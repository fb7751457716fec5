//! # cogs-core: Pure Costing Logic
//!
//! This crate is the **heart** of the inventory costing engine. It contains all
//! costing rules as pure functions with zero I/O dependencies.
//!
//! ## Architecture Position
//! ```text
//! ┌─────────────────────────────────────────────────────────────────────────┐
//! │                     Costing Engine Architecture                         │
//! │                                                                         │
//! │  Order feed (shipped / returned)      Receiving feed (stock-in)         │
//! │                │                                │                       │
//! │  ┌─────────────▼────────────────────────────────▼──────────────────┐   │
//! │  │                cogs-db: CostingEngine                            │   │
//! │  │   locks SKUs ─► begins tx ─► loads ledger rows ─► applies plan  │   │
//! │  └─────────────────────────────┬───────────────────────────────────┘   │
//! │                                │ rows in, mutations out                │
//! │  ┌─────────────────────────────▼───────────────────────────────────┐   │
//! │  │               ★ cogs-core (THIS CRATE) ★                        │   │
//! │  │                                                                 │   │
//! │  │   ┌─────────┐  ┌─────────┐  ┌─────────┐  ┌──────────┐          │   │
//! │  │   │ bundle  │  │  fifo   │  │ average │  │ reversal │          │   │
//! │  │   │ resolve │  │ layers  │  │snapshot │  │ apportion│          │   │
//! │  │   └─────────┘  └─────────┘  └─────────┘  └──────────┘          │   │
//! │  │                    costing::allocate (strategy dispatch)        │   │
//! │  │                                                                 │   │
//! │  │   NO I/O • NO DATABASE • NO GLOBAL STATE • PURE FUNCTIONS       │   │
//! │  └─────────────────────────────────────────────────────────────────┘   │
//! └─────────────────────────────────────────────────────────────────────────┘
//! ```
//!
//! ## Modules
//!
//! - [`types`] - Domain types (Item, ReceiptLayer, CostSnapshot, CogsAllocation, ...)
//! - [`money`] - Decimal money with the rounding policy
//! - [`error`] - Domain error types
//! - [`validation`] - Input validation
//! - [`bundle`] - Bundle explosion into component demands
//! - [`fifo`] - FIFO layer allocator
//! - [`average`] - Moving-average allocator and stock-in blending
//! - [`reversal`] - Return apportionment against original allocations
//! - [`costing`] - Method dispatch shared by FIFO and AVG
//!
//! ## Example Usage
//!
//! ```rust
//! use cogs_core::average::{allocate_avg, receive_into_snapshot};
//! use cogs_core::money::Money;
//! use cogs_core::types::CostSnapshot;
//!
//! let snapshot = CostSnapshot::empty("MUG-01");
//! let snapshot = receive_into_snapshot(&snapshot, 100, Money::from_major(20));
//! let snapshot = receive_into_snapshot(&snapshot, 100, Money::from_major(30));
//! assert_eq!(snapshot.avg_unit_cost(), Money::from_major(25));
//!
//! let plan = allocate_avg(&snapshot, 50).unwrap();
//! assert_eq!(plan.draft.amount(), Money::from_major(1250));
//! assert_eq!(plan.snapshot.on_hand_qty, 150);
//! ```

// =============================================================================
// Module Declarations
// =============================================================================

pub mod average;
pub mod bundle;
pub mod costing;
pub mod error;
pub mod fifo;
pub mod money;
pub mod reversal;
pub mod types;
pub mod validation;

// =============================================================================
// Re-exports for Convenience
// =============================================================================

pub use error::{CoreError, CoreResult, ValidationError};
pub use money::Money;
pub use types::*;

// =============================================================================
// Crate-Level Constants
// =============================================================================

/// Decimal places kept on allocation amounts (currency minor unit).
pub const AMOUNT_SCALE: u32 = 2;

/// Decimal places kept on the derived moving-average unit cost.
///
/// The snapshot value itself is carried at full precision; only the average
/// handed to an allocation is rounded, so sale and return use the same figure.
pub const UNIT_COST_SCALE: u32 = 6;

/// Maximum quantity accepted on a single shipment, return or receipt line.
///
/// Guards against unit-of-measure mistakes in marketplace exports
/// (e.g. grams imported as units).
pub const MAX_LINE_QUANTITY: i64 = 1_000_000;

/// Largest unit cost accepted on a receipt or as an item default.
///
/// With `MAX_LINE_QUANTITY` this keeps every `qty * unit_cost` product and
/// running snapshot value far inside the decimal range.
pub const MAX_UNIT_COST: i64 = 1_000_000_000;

____________

» **REQUIREMENT**:
Given the records above, reproduce precisely and only the lines between the line holding "against original allocations" and the line holding "pub const AMOUNT_SCALE: u32 = 2;", inclusive.

» **TASK RESPONSE**:
//! - [`reversal`] - Return apportionment against original allocations
//! - [`costing`] - Method dispatch shared by FIFO and AVG
//!
//! ## Example Usage
//!
//! ```rust
//! use cogs_core::average::{allocate_avg, receive_into_snapshot};
//! use cogs_core::money::Money;
//! use cogs_core::types::CostSnapshot;
//!
//! let snapshot = CostSnapshot::empty("MUG-01");
//! let snapshot = receive_into_snapshot(&snapshot, 100, Money::from_major(20));
//! let snapshot = receive_into_snapshot(&snapshot, 100, Money::from_major(30));
//! assert_eq!(snapshot.avg_unit_cost(), Money::from_major(25));
//!
//! let plan = allocate_avg(&snapshot, 50).unwrap();
//! assert_eq!(plan.draft.amount(), Money::from_major(1250));
//! assert_eq!(plan.snapshot.on_hand_qty, 150);
//! ```

// =============================================================================
// Module Declarations
// =============================================================================

pub mod average;
pub mod bundle;
pub mod costing;
pub mod error;
pub mod fifo;
pub mod money;
pub mod reversal;
pub mod types;
pub mod validation;

// =============================================================================
// Re-exports for Convenience
// =============================================================================

pub use error::{CoreError, CoreResult, ValidationError};
pub use money::Money;
pub use types::*;

// =============================================================================
// Crate-Level Constants
// =============================================================================

/// Decimal places kept on allocation amounts (currency minor unit).
pub const AMOUNT_SCALE: u32 = 2;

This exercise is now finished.